Con una concurrencia que superó todas las expectativas, la localidad del departamento Tala vivió su noche máxima de carnaval. El evento se destacó por su accesibilidad y por una particularidad que lo hace único en la provincia: su pista son 200 metros de ruta.
La noche del sábado 7 de marzo quedó guardada en la memoria de Gobernador Sola, como una de las ediciones más brillantes de su historia. Bajo la gestión de Bruno Ascaino, los «Carnavales Solenses 2026» se consolidaron como un fenómeno popular que logró atraer a una multitud proveniente de toda la región, atraída por la calidad del espectáculo y la política de entrada voluntaria.
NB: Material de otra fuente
//! One-shot `env_logger` setup for the demo binary.

use std::sync::Once;

use env_logger::Builder;
use log::LevelFilter;

static INIT: Once = Once::new();

/// Install the global logger. Defaults to `warn`, so rejected inserts are
/// reported; `RUST_LOG` overrides it (e.g. `RUST_LOG=chained_table=trace`).
pub fn initialize_logger() {
    INIT.call_once_force(|_| {
        let mut builder = Builder::new();

        builder
            .filter_level(LevelFilter::Warn)
            .format_timestamp_millis()
            .parse_default_env();

        // Another logger may already be installed by the embedding program.
        let _ = builder.try_init();
    });
}
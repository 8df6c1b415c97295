//! Owned key/value pair stored by the table.

use core::mem;

#[derive(Clone, Debug, Eq, PartialEq)]
pub(crate) struct Entry {
    key: String,
    value: String,
}

impl Entry {
    pub(crate) fn new(key: String, value: String) -> Self {
        Self { key, value }
    }

    pub(crate) fn key(&self) -> &str {
        &self.key
    }

    pub(crate) fn value(&self) -> &str {
        &self.value
    }

    #[inline]
    pub(crate) fn matches(&self, key: &str) -> bool {
        self.key.as_bytes() == key.as_bytes()
    }

    /// Swap in a new value, keeping the stored key. Returns the old value.
    pub(crate) fn replace_value(&mut self, value: String) -> String {
        mem::replace(&mut self.value, value)
    }

    pub(crate) fn into_value(self) -> String {
        self.value
    }
}
// ChainedTable property tests through the public API.
//
// Property 1: insert-then-search visibility.
//  - Any batch of key/value pairs is retrievable afterwards with the last
//    value written for each key, whatever the capacity.
//
// Property 2: delete removes exactly one key.
//  - After deleting a present key, search for it is None and every other
//    key still returns its value; len drops by one.
use proptest::prelude::*;
use chained_table::ChainedTable;
use std::collections::HashMap;

fn arb_pairs() -> impl Strategy<Value = Vec<(String, String)>> {
    proptest::collection::vec(("[a-z0-9]{0,5}", "[A-Z]{1,4}"), 1..40)
}

proptest! {
    #[test]
    fn prop_insert_then_search(capacity in 1usize..=64, pairs in arb_pairs()) {
        let mut t = ChainedTable::with_capacity(capacity).unwrap();
        let mut model = HashMap::new();
        for (k, v) in &pairs {
            let prev = t.insert(k.as_str(), v.as_str()).unwrap();
            prop_assert_eq!(prev, model.insert(k.clone(), v.clone()));
            prop_assert_eq!(t.search(k), Some(v.as_str()));
        }
        for (k, v) in &model {
            prop_assert_eq!(t.search(k), Some(v.as_str()));
        }
        prop_assert_eq!(t.len(), model.len());
        prop_assert!(t.count() <= t.capacity());
    }

    #[test]
    fn prop_delete_removes_one_key(capacity in 1usize..=16, pairs in arb_pairs(), pick in any::<prop::sample::Index>()) {
        let mut t = ChainedTable::with_capacity(capacity).unwrap();
        let mut model = HashMap::new();
        for (k, v) in pairs {
            t.insert(k.as_str(), v.as_str()).unwrap();
            model.insert(k, v);
        }
        let keys: Vec<String> = model.keys().cloned().collect();
        let gone = pick.get(&keys).clone();

        let removed = t.delete(&gone);
        prop_assert_eq!(removed, model.remove(&gone));
        prop_assert!(t.search(&gone).is_none());
        prop_assert_eq!(t.len(), model.len());
        for (k, v) in &model {
            prop_assert_eq!(t.search(k), Some(v.as_str()));
        }
    }
}
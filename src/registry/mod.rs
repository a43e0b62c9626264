//! Process-wide registry of live client connections
//!
//! A client is present in the registry exactly while its connection loop is
//! running: the client task adds itself right before entering the loop and
//! removes itself on the way out. Everything else in the process only ever
//! sees [`ClientHandle`]s, whose operations are confined to posting wakeups
//! and writes into the owning task.
//!
//! Guarded by a plain mutex. The critical sections are a map operation or
//! one short closure per client; reader/writer machinery would cost more
//! than it saves at this contention level.

use std::collections::HashMap;
use std::fmt;
use std::sync::{Arc, Mutex};

use bytes::Bytes;
use tokio::sync::watch;

use crate::error::Result;
use crate::transport::OutboundSink;

/// Unique identifier for a client connection
#[derive(Debug, Clone, Copy, PartialEq, Eq, Hash, PartialOrd, Ord)]
pub struct ClientId(u64);

impl ClientId {
    pub(crate) fn new(id: u64) -> Self {
        ClientId(id)
    }
}

impl fmt::Display for ClientId {
    fn fmt(&self, f: &mut fmt::Formatter<'_>) -> fmt::Result {
        write!(f, "{}", self.0)
    }
}

/// One side of an HTTP-tunnelled client pair, as seen from the other side
#[derive(Clone)]
pub struct PairedClient {
    sibling: ClientHandle,
    carries_rtsp: bool,
}

impl PairedClient {
    /// Handle of the paired connection
    pub fn sibling(&self) -> &ClientHandle {
        &self.sibling
    }

    /// Whether the connection holding this link is the one carrying RTSP
    /// requests (the POST side of the tunnel)
    pub fn carries_rtsp(&self) -> bool {
        self.carries_rtsp
    }
}

struct HandleInner {
    id: ClientId,
    stop: watch::Sender<bool>,
    sink: OutboundSink,
    pair: Mutex<Option<PairedClient>>,
}

/// Cross-thread face of a client connection
///
/// Cheap to clone. Stopping is idempotent and safe from any thread; writing
/// goes through the connection's transport strategy. The client's private
/// state stays with its own task.
#[derive(Clone)]
pub struct ClientHandle {
    inner: Arc<HandleInner>,
}

impl ClientHandle {
    pub(crate) fn new(id: ClientId, stop: watch::Sender<bool>, sink: OutboundSink) -> Self {
        Self {
            inner: Arc::new(HandleInner {
                id,
                stop,
                sink,
                pair: Mutex::new(None),
            }),
        }
    }

    pub fn id(&self) -> ClientId {
        self.inner.id
    }

    /// Ask the client's connection loop to exit
    ///
    /// One-shot in effect: repeated calls are harmless.
    pub fn stop(&self) {
        self.inner.stop.send_replace(true);
    }

    /// Whether a stop has been posted
    pub fn is_stopped(&self) -> bool {
        *self.inner.stop.borrow()
    }

    /// Write side of the connection
    pub fn sink(&self) -> &OutboundSink {
        &self.inner.sink
    }

    /// Send a complete message to this client
    pub async fn write_data(&self, data: Bytes) -> Result<()> {
        self.inner.sink.send(data).await
    }

    /// Stop-only view of this handle, for media-side back-references
    pub fn wakeup(&self) -> ClientWakeup {
        ClientWakeup {
            handle: self.clone(),
        }
    }

    /// Pair link, if this connection is half of an HTTP tunnel
    pub fn pair(&self) -> Option<PairedClient> {
        self.inner.pair.lock().unwrap().clone()
    }

    /// Link the two TCP connections of an RTSP-over-HTTP tunnel
    ///
    /// `rtsp_side` is the POST connection carrying RTSP requests,
    /// `data_side` the GET connection carrying the reply stream. Both ends
    /// point at each other afterwards. When the POST side disconnects it
    /// stops the GET side as well; the GET side going away on its own
    /// leaves the POST side running.
    pub fn link_http_pair(rtsp_side: &ClientHandle, data_side: &ClientHandle) {
        *rtsp_side.inner.pair.lock().unwrap() = Some(PairedClient {
            sibling: data_side.clone(),
            carries_rtsp: true,
        });
        *data_side.inner.pair.lock().unwrap() = Some(PairedClient {
            sibling: rtsp_side.clone(),
            carries_rtsp: false,
        });
    }
}

impl fmt::Debug for ClientHandle {
    fn fmt(&self, f: &mut fmt::Formatter<'_>) -> fmt::Result {
        f.debug_struct("ClientHandle")
            .field("id", &self.inner.id)
            .field("stopped", &self.is_stopped())
            .finish()
    }
}

/// Back-reference from an RTP session to its owning client
///
/// The only operation media code may perform on a client it does not own is
/// waking its loop up to exit.
#[derive(Clone)]
pub struct ClientWakeup {
    handle: ClientHandle,
}

impl ClientWakeup {
    pub fn id(&self) -> ClientId {
        self.handle.id()
    }

    /// Stop the owning client's connection loop
    pub fn stop(&self) {
        self.handle.stop();
    }
}

impl fmt::Debug for ClientWakeup {
    fn fmt(&self, f: &mut fmt::Formatter<'_>) -> fmt::Result {
        f.debug_struct("ClientWakeup").field("id", &self.id()).finish()
    }
}

/// Set of live clients
#[derive(Default)]
pub struct ClientRegistry {
    clients: Mutex<HashMap<ClientId, ClientHandle>>,
}

impl ClientRegistry {
    pub fn new() -> Self {
        Self::default()
    }

    pub(crate) fn add(&self, handle: ClientHandle) {
        self.clients.lock().unwrap().insert(handle.id(), handle);
    }

    pub(crate) fn remove(&self, id: ClientId) -> bool {
        self.clients.lock().unwrap().remove(&id).is_some()
    }

    /// Look up a live client
    pub fn get(&self, id: ClientId) -> Option<ClientHandle> {
        self.clients.lock().unwrap().get(&id).cloned()
    }

    /// Number of live clients
    pub fn len(&self) -> usize {
        self.clients.lock().unwrap().len()
    }

    pub fn is_empty(&self) -> bool {
        self.clients.lock().unwrap().is_empty()
    }

    /// Run `f` for every live client
    ///
    /// The registry mutex is held across the whole iteration: `f` must not
    /// touch the registry and should confine itself to posting wakeups.
    pub fn for_each<F: FnMut(&ClientHandle)>(&self, mut f: F) {
        let clients = self.clients.lock().unwrap();
        for handle in clients.values() {
            f(handle);
        }
    }

    /// Post a stop to every live client
    ///
    /// Each client then runs its ordinary teardown on its own task and
    /// removes itself from the registry; there is no forced-close path.
    pub fn shutdown(&self) {
        tracing::debug!(clients = self.len(), "Signalling shutdown to all clients");
        self.for_each(|client| client.stop());
    }
}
El epicentro de la fiesta fue, una vez más, el escenario que define la identidad de este encuentro: un tramo estratégico de la Ruta Provincial 30. Convertida en un corsódromo de 200 metros, la ruta permitió un despliegue impecable de las comparsas, cuyas carrozas y pasistas lucieron su arte sobre un asfalto que garantiza una acústica y un rebote lumínico profesional.
«Nuestro corsódromo es una ruta», ha señalado con orgullo Ascaino, destacando que esta infraestructura vial no solo une pueblos, sino que esa noche se transforma en el corazón de la cultura entrerriana. La firmeza del terreno permitió que las agrupaciones locales e invitadas pudieran desplegar coreografías complejas con total seguridad, elevando el nivel artístico de la presentación.
Instituciones y comunidad El éxito del evento también se reflejó en la organización. El Club Solense y diversas fuerzas vivas del pueblo estuvieron a cargo de la cantina central, donde el trabajo mancomunado permitió brindar un servicio de excelencia a los miles de visitantes que colmaron las gradas y los sectores de sillones.
Con este balance positivo, Gobernador Sola reafirma que no necesita de grandes estadios cerrados para generar un impacto turístico real; le basta con su gente, su pasión y ese «corsódromo de ruta» que ya es marca registrada en el centro de Entre Ríos.